We also need an AoA on W78 replacement that includes not replacing that warhead as it retires, or if it must be replaced doing so with W87-0s in a non-MIRV configuration, or doing so on a more dilated schedule, e.g. beginning in the late 2030s instead of the early 2030s (MMIII/W78 retirement need not take place until the latter part of the Sentinel deployment schedule).

***

We have proposed what we believe to be a better plan. (For reference, here is Part One.)In our plan,

  • The Los Alamos Plutonium Pit Production Project (LAP4) would be canceled immediately.
  • There would be only one operational shift at LANL's plutonium facilities; 24/7 work would not be necessary.
  • Net hiring at LANL for pit missions would cease, as there are already enough staff for a single operational shift.
  • SRPPF design and construction would proceed as currently planned, with strong efforts to capture scarce design and construction talent and scarce resources such as gloveboxes.
  • A number of capital projects and capital equipment purchases at LANL could be canceled or curtailed given single-shift work with no LAP4 and about 2,000 fewer workers in "the pipeline."

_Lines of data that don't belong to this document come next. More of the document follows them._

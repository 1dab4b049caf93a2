//! # Media Configuration
//!
//! Settings for the media plugin. Every field has a serde default so hosts
//! can ship partial JSON.

use crate::error::{MediaError, Result};
use crate::state::PlayerKind;
use serde::{Deserialize, Serialize};

/// Media plugin configuration.
#[derive(Debug, Clone, PartialEq, Serialize, Deserialize)]
pub struct MediaConfig {
    /// Native service every command is addressed to.
    ///
    /// Default: `"Mediaac"`.
    #[serde(default = "default_service_name")]
    pub service_name: String,

    /// Backend used when a handle does not pick one.
    ///
    /// Default: `androidPlayer`.
    #[serde(default)]
    pub default_player_kind: PlayerKind,

    /// Name of the one-shot gate released once the status channel is open.
    ///
    /// Default: `"onMediaPluginReady"`.
    #[serde(default = "default_readiness_gate_name")]
    pub readiness_gate_name: String,

    /// Log native failures that arrive for handles without an error callback.
    ///
    /// Default: true.
    #[serde(default = "default_report_unhandled_errors")]
    pub report_unhandled_errors: bool,
}

impl Default for MediaConfig {
    fn default() -> Self {
        Self {
            service_name: default_service_name(),
            default_player_kind: PlayerKind::default(),
            readiness_gate_name: default_readiness_gate_name(),
            report_unhandled_errors: default_report_unhandled_errors(),
        }
    }
}

impl MediaConfig {
    pub fn with_service_name(mut self, name: impl Into<String>) -> Self {
        self.service_name = name.into();
        self
    }

    pub fn with_default_player_kind(mut self, kind: PlayerKind) -> Self {
        self.default_player_kind = kind;
        self
    }

    pub fn with_readiness_gate_name(mut self, name: impl Into<String>) -> Self {
        self.readiness_gate_name = name.into();
        self
    }

    pub fn with_report_unhandled_errors(mut self, report: bool) -> Self {
        self.report_unhandled_errors = report;
        self
    }

    /// Validate configuration values.
    pub fn validate(&self) -> Result<()> {
        if self.service_name.trim().is_empty() {
            return Err(MediaError::Config(
                "service_name must not be empty".to_string(),
            ));
        }
        if self.readiness_gate_name.trim().is_empty() {
            return Err(MediaError::Config(
                "readiness_gate_name must not be empty".to_string(),
            ));
        }
        Ok(())
    }
}

fn default_service_name() -> String {
    "Mediaac".to_string()
}

fn default_readiness_gate_name() -> String {
    "onMediaPluginReady".to_string()
}

fn default_report_unhandled_errors() -> bool {
    true
}
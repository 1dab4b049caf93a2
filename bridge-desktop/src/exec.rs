//! Tokio-backed command bridge.

use bridge_traits::{
    error::{BridgeError, Result},
    exec::{
        CommandBridge, CommandReply, FailureCallback, NativeCommand, NativeExecutor,
        SuccessCallback,
    },
};
use futures_util::{stream::BoxStream, StreamExt};
use serde_json::Value;
use std::sync::Arc;
use tokio::runtime::Handle;
use tokio::sync::mpsc;
use tracing::{debug, warn};

struct Job {
    command: NativeCommand,
    on_success: Option<SuccessCallback>,
    on_failure: Option<FailureCallback>,
}

/// Adapts an async [`NativeExecutor`] to the callback-style [`CommandBridge`].
///
/// Commands are executed one at a time, in the order `exec` was called, by a
/// worker task on the provided runtime. Streamed replies are forwarded on
/// their own task so a long-lived subscription never stalls the queue.
pub struct AsyncCommandBridge {
    queue: mpsc::UnboundedSender<Job>,
}

impl AsyncCommandBridge {
    /// Create a bridge on the current Tokio runtime.
    pub fn new(executor: Arc<dyn NativeExecutor>) -> Result<Self> {
        let handle = Handle::try_current().map_err(|_| {
            BridgeError::NotAvailable(
                "AsyncCommandBridge must be created inside a Tokio runtime".to_string(),
            )
        })?;
        Ok(Self::with_runtime(executor, &handle))
    }

    /// Create a bridge whose worker runs on `handle`.
    pub fn with_runtime(executor: Arc<dyn NativeExecutor>, handle: &Handle) -> Self {
        let (queue, jobs) = mpsc::unbounded_channel();
        handle.spawn(run_worker(executor, jobs));
        Self { queue }
    }
}

impl CommandBridge for AsyncCommandBridge {
    fn exec(
        &self,
        command: NativeCommand,
        on_success: Option<SuccessCallback>,
        on_failure: Option<FailureCallback>,
    ) {
        debug!(command = %command, "Queueing native command");
        let job = Job {
            command,
            on_success,
            on_failure,
        };

        if let Err(mpsc::error::SendError(job)) = self.queue.send(job) {
            warn!(command = %job.command, "Command worker stopped; rejecting command");
            if let Some(on_failure) = job.on_failure {
                let err = BridgeError::NotAvailable("command worker stopped".to_string());
                on_failure(err.into_payload());
            }
        }
    }
}

async fn run_worker(executor: Arc<dyn NativeExecutor>, mut jobs: mpsc::UnboundedReceiver<Job>) {
    while let Some(job) = jobs.recv().await {
        let label = job.command.to_string();
        match executor.execute(job.command).await {
            Ok(CommandReply::Value(value)) => {
                if let Some(on_success) = job.on_success {
                    on_success(value);
                }
            }
            Ok(CommandReply::Stream(stream)) => {
                tokio::spawn(forward_stream(label, stream, job.on_success));
            }
            Err(err) => {
                debug!(command = %label, error = %err, "Native command failed");
                if let Some(on_failure) = job.on_failure {
                    on_failure(err.into_payload());
                }
            }
        }
    }
    debug!("Command queue closed; worker exiting");
}

async fn forward_stream(
    label: String,
    mut stream: BoxStream<'static, Value>,
    on_success: Option<SuccessCallback>,
) {
    debug!(command = %label, "Forwarding streamed replies");
    while let Some(item) = stream.next().await {
        if let Some(on_success) = &on_success {
            on_success(item);
        }
    }
    debug!(command = %label, "Streamed reply ended");
}

#[cfg(test)]
mod tests {
    use super::*;
    use async_trait::async_trait;
    use serde_json::json;
    use std::sync::Mutex;
    use std::time::Duration;

    #[derive(Default)]
    struct ScriptedExecutor {
        seen: Mutex<Vec<String>>,
    }

    #[async_trait]
    impl NativeExecutor for ScriptedExecutor {
        async fn execute(&self, command: NativeCommand) -> Result<CommandReply> {
            self.seen.lock().unwrap().push(command.action.clone());
            match command.action.as_str() {
                "seekToAudio" => Ok(CommandReply::Value(command.args[1].clone())),
                "pausePlayingAudio" => Err(BridgeError::with_code(1)),
                "messageChannel" => {
                    let items = futures_util::stream::iter(vec![json!(1), json!(2), json!(3)]);
                    Ok(CommandReply::Stream(items.boxed()))
                }
                _ => Ok(CommandReply::empty()),
            }
        }
    }

    fn capture() -> (SuccessCallback, mpsc::UnboundedReceiver<Value>) {
        let (tx, rx) = mpsc::unbounded_channel();
        let callback: SuccessCallback = Arc::new(move |value| {
            let _ = tx.send(value);
        });
        (callback, rx)
    }

    async fn next(rx: &mut mpsc::UnboundedReceiver<Value>) -> Value {
        tokio::time::timeout(Duration::from_secs(1), rx.recv())
            .await
            .expect("timed out waiting for continuation")
            .expect("continuation channel closed")
    }

    #[tokio::test]
    async fn success_payload_reaches_continuation() {
        let bridge = AsyncCommandBridge::new(Arc::new(ScriptedExecutor::default())).unwrap();
        let (on_success, mut rx) = capture();

        bridge.exec(
            NativeCommand::new("Mediaac", "seekToAudio", vec![json!("id"), json!(1500)]),
            Some(on_success),
            None,
        );

        assert_eq!(next(&mut rx).await, json!(1500));
    }

    #[tokio::test]
    async fn failure_payload_reaches_failure_continuation() {
        let bridge = AsyncCommandBridge::new(Arc::new(ScriptedExecutor::default())).unwrap();
        let (on_failure, mut rx) = capture();

        bridge.exec(
            NativeCommand::new("Mediaac", "pausePlayingAudio", vec![json!("id")]),
            None,
            Some(on_failure),
        );

        assert_eq!(next(&mut rx).await, json!({ "code": 1 }));
    }

    #[tokio::test]
    async fn streamed_replies_arrive_in_order() {
        let bridge = AsyncCommandBridge::new(Arc::new(ScriptedExecutor::default())).unwrap();
        let (on_success, mut rx) = capture();

        bridge.exec(
            NativeCommand::new("Mediaac", "messageChannel", vec![]),
            Some(on_success),
            None,
        );

        assert_eq!(next(&mut rx).await, json!(1));
        assert_eq!(next(&mut rx).await, json!(2));
        assert_eq!(next(&mut rx).await, json!(3));
    }

    #[tokio::test]
    async fn commands_execute_in_issue_order() {
        let executor = Arc::new(ScriptedExecutor::default());
        let bridge = AsyncCommandBridge::new(executor.clone()).unwrap();
        let (on_success, mut rx) = capture();

        for action in ["create", "startPlayingAudio", "stopPlayingAudio"] {
            bridge.exec(NativeCommand::new("Mediaac", action, vec![json!("id")]), None, None);
        }
        bridge.exec(
            NativeCommand::new("Mediaac", "release", vec![json!("id")]),
            Some(on_success),
            None,
        );
        next(&mut rx).await;

        let seen = executor.seen.lock().unwrap().clone();
        assert_eq!(
            seen,
            vec!["create", "startPlayingAudio", "stopPlayingAudio", "release"]
        );
    }

    #[test]
    fn new_outside_runtime_is_not_available() {
        let result = AsyncCommandBridge::new(Arc::new(ScriptedExecutor::default()));
        assert!(matches!(result, Err(BridgeError::NotAvailable(_))));
    }
}
//! Timed transitions between widget scenes.
//!
//! The host owns the clock: it calls [`Transition::advance`] (through the
//! controller) once per frame and draws the resulting scene.

mod easing;
mod transition;

pub use easing::{DEFAULT_DAMPING, DEFAULT_VELOCITY, Easing, ease};
pub use transition::{Direction, Transition, TransitionState};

Key questions which would help better quantify the benefits of this plan include:

  • What LANL capital projects and capital equipment purchases could be avoided, at what cost savings?
  • What personnel and other operational costs could be avoided?
  • Overall, how much money would this plan save relative to the current plan?
  • What benefits would there be in plutonium facility space needed, in material at risk (MAR), in waste production, and in conflicts with other programs, already somewhat severe?
  • How would transportation and housing needs be affected?
  • How much faster could SRPPF be completed in the absence of competition with LANL for designer time, gloveboxes, and other resources? In this regard, NNSA should be required to produce a plan to essentially eliminate -- not just reduce -- program risk at SRPPF. Absent such a plan, NNSA is not really serious about pit production.
  • How many pits would be produced at SRS given the resulting schedule and by when?

***

In its latest plan to solve its interrelated transportation, infrastructure, and housing problems, LANL now proposes to open one or more research "mini-campuses" and labs in Santa Fe and/or Bernalillo (see presentation and video in "Los Alamos to metastasize as weapons mission outgrows site Lab management to present before local government Tuesday 7/18/23, 6 pm MDT," Jul 17, 2023). Opposition is growing.

Prior plans included a new high bridge over the Rio Grande and associated highways through a Native American heritage area of notable scenic value, and when that failed, trailer parks and "man camps" on Indian Pueblos. The latest plan is to use several dozen intercity buses to transport workers from large regional parking lots, transferring them to smaller on-site buses, is still active (LANL Transportation Plan FY23, LA-UR-22-31888, Nov 9, 2022.) We believe this hair-brained plan will never work.

***

Other related news reports, analyses, press releases, and articles of interest can be found here. Of recent note, see

Final remarks, from here:

"The new pits LANL would make are not needed for any current stockpile weapon system, nor will they ever be needed for that purpose. The entire LANL pit production program is superfluous. Every dollar spent at LANL on this program is wasted. Every drum of waste produced in the process need not have been produced. Every career spent making these pits, or supporting the work, is a career that could have been spent building a sustainable, moral, responsible future. The LANL pit production program is a symptom of pure arrogance, greed, and management failure at the highest levels of government."